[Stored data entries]
= Beginning of Section =
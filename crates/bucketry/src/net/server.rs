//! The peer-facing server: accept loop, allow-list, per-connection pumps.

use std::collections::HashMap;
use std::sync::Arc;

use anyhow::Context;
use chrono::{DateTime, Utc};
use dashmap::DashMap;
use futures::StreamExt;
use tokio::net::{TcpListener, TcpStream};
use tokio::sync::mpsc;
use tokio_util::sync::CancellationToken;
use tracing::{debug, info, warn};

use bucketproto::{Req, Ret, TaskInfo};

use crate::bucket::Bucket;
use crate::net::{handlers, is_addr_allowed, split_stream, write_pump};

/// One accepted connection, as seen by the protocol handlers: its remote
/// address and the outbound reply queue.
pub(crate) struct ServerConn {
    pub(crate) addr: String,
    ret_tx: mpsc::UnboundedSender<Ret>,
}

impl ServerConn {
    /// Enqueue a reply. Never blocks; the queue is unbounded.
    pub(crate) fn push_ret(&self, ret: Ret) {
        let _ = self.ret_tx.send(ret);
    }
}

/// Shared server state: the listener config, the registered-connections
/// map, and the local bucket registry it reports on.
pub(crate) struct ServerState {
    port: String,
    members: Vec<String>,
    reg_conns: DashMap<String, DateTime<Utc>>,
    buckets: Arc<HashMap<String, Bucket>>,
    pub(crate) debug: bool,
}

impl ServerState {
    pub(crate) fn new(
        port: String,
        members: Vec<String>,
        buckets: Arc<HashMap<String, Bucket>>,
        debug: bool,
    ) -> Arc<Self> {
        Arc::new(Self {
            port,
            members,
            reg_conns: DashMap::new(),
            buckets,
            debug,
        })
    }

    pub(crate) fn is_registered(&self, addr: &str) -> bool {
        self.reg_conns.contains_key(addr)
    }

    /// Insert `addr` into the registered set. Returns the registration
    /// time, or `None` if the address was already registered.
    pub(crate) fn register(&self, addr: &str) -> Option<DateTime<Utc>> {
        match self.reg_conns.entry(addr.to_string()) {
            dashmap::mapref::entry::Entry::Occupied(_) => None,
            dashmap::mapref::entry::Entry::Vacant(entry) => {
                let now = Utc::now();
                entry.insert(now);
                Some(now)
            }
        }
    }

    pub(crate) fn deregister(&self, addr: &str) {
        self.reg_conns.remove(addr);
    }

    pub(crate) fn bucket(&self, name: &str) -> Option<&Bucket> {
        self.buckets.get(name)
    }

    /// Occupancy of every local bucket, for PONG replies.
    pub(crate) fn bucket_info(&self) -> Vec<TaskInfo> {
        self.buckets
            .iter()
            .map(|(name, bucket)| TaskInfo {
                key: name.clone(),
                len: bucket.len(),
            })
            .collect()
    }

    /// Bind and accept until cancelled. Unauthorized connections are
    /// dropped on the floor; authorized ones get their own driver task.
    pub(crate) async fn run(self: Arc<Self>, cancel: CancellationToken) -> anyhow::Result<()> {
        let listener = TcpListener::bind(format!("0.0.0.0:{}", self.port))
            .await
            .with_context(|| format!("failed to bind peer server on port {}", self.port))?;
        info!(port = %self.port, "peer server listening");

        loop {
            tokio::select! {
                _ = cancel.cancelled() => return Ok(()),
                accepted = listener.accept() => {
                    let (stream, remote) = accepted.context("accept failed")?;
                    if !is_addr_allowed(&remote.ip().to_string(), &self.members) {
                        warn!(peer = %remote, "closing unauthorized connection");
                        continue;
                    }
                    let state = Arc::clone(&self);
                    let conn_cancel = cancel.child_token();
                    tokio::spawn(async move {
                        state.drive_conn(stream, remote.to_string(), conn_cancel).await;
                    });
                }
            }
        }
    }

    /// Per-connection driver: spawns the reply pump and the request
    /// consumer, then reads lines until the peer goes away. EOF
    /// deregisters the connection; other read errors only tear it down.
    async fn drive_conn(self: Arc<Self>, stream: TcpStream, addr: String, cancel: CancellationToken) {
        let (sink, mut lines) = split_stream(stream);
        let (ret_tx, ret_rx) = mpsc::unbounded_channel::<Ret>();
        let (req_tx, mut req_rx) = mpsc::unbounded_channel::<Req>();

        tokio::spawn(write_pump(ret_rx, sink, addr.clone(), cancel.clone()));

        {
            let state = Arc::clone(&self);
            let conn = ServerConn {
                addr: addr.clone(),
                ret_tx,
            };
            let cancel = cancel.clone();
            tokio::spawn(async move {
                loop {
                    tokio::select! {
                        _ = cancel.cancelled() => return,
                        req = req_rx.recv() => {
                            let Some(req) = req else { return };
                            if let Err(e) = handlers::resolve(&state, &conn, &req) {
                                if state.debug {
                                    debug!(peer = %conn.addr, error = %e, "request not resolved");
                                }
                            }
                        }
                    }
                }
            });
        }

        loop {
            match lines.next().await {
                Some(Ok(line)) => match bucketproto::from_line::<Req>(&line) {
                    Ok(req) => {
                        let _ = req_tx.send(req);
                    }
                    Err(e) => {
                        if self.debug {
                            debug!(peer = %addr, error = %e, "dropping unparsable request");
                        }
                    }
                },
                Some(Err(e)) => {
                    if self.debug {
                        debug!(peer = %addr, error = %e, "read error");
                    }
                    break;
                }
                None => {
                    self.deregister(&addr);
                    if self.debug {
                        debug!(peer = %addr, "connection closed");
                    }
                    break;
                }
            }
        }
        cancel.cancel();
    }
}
= End of Section =
= Beginning of Section =
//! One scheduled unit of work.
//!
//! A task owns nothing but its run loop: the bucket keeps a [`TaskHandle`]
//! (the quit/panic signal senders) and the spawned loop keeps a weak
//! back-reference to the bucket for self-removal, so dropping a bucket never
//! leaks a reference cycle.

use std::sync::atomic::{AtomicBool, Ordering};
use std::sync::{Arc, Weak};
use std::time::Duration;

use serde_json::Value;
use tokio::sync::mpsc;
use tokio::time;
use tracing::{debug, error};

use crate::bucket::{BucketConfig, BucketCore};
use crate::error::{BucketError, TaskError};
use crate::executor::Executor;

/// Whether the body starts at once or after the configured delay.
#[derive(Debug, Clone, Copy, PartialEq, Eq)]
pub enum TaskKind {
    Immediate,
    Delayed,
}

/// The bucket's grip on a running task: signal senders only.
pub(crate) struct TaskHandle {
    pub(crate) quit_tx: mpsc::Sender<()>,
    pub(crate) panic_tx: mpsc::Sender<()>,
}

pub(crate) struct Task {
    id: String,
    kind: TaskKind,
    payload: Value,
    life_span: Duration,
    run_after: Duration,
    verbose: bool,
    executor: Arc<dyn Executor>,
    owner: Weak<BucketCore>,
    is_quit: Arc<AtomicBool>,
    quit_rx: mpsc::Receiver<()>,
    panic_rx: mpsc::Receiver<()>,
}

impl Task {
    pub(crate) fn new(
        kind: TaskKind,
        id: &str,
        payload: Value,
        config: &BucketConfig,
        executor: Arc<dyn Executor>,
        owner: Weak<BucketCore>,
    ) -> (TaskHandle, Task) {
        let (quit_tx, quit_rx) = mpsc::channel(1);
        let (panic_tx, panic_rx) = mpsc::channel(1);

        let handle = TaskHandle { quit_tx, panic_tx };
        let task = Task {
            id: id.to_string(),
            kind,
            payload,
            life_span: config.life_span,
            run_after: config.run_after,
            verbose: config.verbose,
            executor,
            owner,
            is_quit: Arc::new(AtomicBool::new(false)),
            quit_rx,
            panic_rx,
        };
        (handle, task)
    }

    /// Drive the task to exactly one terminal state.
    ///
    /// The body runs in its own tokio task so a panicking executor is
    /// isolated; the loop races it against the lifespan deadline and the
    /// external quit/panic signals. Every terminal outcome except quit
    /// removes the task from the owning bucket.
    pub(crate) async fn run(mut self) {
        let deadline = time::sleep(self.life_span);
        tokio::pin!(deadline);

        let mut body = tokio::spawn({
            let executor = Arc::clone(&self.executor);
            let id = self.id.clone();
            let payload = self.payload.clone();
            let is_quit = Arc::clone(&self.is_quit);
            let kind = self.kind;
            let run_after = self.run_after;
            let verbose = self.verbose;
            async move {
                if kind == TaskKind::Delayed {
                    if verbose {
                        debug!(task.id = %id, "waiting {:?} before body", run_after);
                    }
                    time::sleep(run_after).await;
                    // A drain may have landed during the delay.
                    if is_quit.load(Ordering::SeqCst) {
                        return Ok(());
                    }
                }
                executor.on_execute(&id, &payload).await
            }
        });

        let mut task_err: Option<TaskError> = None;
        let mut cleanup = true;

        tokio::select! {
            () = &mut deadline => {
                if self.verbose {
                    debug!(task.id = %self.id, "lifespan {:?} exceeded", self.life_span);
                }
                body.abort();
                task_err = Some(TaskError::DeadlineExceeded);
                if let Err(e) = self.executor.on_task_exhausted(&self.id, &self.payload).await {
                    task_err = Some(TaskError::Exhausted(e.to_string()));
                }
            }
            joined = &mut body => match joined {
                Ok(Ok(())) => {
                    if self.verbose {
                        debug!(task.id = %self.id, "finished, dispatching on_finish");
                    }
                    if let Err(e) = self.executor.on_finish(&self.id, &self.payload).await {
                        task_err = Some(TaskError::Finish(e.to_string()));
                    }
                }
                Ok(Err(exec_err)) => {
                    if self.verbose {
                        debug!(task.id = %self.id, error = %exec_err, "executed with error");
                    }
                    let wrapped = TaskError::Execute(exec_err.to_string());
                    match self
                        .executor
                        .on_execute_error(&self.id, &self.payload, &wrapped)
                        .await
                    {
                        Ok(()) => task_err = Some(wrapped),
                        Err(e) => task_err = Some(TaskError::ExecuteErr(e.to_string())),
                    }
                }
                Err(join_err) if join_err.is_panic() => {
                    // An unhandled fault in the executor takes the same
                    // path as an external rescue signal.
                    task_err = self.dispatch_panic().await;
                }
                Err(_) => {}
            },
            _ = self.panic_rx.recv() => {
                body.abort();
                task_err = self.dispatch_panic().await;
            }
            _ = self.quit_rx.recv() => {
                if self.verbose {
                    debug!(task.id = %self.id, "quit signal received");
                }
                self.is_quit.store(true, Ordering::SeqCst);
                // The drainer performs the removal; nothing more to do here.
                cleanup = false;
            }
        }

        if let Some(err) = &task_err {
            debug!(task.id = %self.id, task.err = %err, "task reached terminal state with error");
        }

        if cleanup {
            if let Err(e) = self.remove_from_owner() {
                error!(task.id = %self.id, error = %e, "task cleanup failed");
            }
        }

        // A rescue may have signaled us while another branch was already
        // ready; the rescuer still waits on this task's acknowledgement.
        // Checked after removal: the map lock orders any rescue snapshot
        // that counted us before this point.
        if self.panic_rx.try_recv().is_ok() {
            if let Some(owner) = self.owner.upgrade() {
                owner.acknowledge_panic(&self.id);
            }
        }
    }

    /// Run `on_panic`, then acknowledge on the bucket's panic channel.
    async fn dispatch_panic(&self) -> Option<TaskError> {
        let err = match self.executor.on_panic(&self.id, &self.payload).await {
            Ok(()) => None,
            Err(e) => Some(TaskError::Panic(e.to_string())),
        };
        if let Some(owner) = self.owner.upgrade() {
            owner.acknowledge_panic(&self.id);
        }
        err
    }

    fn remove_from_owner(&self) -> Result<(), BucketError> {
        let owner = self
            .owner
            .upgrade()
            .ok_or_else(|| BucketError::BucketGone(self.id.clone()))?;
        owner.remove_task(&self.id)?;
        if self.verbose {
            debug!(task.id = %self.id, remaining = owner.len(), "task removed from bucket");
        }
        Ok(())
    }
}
= End of Section =
Task requirements: Print, from the entries above, the line with "filename crates/bucketry/src/net/server.rs", the line with "use crate::bucket::Bucket;" and all lines between them, exactly and with nothing else.

Exercise answer:
filename crates/bucketry/src/net/server.rs
//! The peer-facing server: accept loop, allow-list, per-connection pumps.

use std::collections::HashMap;
use std::sync::Arc;

use anyhow::Context;
use chrono::{DateTime, Utc};
use dashmap::DashMap;
use futures::StreamExt;
use tokio::net::{TcpListener, TcpStream};
use tokio::sync::mpsc;
use tokio_util::sync::CancellationToken;
use tracing::{debug, info, warn};

use bucketproto::{Req, Ret, TaskInfo};

use crate::bucket::Bucket;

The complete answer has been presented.